Assignment: Records follow. Select each line holding "list".

Material to process:
Start of Block
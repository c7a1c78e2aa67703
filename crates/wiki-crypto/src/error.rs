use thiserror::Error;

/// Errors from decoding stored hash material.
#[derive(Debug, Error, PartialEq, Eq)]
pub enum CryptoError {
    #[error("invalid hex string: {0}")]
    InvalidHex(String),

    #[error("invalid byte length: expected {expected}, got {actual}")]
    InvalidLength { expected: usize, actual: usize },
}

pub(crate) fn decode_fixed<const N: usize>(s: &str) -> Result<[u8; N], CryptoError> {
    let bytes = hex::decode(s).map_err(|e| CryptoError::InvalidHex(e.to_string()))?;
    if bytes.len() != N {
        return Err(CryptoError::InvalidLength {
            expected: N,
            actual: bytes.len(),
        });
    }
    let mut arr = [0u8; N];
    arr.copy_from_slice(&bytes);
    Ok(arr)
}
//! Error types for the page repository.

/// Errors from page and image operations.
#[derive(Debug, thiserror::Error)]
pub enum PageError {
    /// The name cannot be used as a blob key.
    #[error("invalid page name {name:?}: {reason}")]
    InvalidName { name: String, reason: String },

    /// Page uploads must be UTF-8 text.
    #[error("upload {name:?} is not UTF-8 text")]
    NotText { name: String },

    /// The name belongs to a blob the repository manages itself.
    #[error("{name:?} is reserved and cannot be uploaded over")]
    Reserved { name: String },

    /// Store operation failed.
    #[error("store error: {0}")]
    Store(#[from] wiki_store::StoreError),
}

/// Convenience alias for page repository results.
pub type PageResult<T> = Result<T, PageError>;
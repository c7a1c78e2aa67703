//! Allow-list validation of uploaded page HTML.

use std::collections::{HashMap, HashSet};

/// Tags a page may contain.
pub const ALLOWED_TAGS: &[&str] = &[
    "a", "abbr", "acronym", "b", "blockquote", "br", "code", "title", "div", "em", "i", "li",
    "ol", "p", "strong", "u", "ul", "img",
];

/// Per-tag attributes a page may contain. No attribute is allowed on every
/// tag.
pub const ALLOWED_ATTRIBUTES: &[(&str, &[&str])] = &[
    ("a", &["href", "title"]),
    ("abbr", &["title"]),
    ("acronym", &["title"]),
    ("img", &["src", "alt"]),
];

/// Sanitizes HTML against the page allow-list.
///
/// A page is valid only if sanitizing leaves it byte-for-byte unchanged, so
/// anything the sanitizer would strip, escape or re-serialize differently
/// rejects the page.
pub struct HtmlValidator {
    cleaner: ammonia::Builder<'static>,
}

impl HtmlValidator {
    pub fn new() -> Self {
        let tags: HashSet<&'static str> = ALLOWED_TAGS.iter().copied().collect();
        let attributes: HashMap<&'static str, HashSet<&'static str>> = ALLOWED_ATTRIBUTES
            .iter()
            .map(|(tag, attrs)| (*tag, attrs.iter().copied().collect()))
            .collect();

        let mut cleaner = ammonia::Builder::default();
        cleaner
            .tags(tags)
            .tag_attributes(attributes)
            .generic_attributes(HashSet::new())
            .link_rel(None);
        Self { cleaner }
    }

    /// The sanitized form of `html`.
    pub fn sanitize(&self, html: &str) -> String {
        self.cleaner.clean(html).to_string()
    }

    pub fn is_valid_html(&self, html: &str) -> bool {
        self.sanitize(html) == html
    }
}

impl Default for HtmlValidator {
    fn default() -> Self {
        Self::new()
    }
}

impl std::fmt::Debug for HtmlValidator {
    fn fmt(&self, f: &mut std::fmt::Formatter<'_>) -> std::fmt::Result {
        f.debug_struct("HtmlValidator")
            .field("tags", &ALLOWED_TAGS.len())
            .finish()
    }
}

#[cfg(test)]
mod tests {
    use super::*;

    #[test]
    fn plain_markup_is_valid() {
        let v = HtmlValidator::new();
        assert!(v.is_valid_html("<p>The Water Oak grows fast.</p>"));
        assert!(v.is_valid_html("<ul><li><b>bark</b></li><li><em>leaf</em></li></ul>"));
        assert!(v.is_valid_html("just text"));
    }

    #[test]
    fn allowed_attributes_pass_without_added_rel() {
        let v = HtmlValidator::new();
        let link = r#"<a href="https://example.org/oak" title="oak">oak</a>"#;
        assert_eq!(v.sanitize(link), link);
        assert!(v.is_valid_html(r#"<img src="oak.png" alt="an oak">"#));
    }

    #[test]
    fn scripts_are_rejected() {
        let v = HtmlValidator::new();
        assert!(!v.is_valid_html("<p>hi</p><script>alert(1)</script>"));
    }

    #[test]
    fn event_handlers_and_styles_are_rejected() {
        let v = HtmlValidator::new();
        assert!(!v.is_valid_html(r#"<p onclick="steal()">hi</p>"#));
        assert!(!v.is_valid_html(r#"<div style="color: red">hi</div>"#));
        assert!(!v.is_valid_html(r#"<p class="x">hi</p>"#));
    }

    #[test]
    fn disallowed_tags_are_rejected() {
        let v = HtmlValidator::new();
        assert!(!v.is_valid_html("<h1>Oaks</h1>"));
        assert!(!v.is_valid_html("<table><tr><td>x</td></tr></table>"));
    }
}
End of Block
Answer to this exercise:
//! Allow-list validation of uploaded page HTML.
/// Sanitizes HTML against the page allow-list.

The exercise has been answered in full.